> **ACTIVITY**
Tally up every line in the records beneath that has "OpenWeatherClient", and write down only the total.

[Collected data entries]
----------------

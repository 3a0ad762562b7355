//! OpenWeatherMap 5 day / 3 hour forecast client

use super::LocationLookupError;
use crate::forecast::{ForecastSeries, Sample};
use crate::runtime::ForecastProvider;
use async_trait::async_trait;
use reqwest::{Client, StatusCode};
use serde::Deserialize;
use std::time::Duration;

pub const OPENWEATHER_API_URL: &str = "https://api.openweathermap.org";

#[derive(Debug, Deserialize)]
struct ForecastResponse {
    #[serde(default)]
    list: Vec<ForecastEntry>,
}

#[derive(Debug, Deserialize)]
struct ForecastEntry {
    dt: i64,
    #[serde(default)]
    main: Option<MainBlock>,
}

#[derive(Debug, Deserialize)]
struct MainBlock {
    #[serde(default)]
    temp: Option<f64>,
}

impl From<ForecastEntry> for Sample {
    fn from(entry: ForecastEntry) -> Self {
        Sample {
            timestamp: entry.dt,
            temperature: entry.main.and_then(|m| m.temp),
        }
    }
}

/// Metric-unit forecast lookups by location name
pub struct OpenWeatherClient {
    client: Client,
    api_key: String,
    base_url: String,
}

impl OpenWeatherClient {
    pub fn new(
        api_key: impl Into<String>,
        base_url: impl Into<String>,
        timeout: Duration,
    ) -> Result<Self, LocationLookupError> {
        let client = Client::builder().timeout(timeout).build()?;

        Ok(Self {
            client,
            api_key: api_key.into(),
            base_url: base_url.into(),
        })
    }

    fn forecast_url(&self) -> String {
        format!("{}/data/2.5/forecast", self.base_url.trim_end_matches('/'))
    }
}

#[async_trait]
impl ForecastProvider for OpenWeatherClient {
    async fn fetch_forecast(&self, location: &str) -> Result<ForecastSeries, LocationLookupError> {
        let response = self
            .client
            .get(self.forecast_url())
            .query(&[
                ("q", location),
                ("appid", self.api_key.as_str()),
                ("units", "metric"),
            ])
            .send()
            .await?;

        let status = response.status();
        if status == StatusCode::NOT_FOUND {
            return Err(LocationLookupError::NotFound(location.to_string()));
        }
        if !status.is_success() {
            return Err(LocationLookupError::Status(status.as_u16()));
        }

        let body: ForecastResponse = response
            .json()
            .await
            .map_err(|e| LocationLookupError::Decode(e.to_string()))?;

        if body.list.is_empty() {
            return Err(LocationLookupError::Empty(location.to_string()));
        }

        let mut samples: Vec<Sample> = body.list.into_iter().map(Sample::from).collect();
        samples.sort_by_key(|s| s.timestamp);

        Ok(ForecastSeries { samples })
    }
}
//! Per-user conversation stage machine
//!
//! Implements the Elm Architecture pattern with pure state transitions: the
//! runtime feeds events in, applies the returned effects, and feeds any
//! follow-up events (lookup results) back in.

mod effect;
pub mod event;
pub mod intent;
pub mod reply;
pub(crate) mod transition;

#[cfg(test)]
mod proptests;

pub use effect::Effect;
pub use event::{Event, LocationForecast, LookupOutcome};
pub use intent::Intent;
pub use reply::{Keyboard, Reply};
pub use transition::{transition, TransitionError, TransitionResult};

----------------

> **TASK RESULT**
3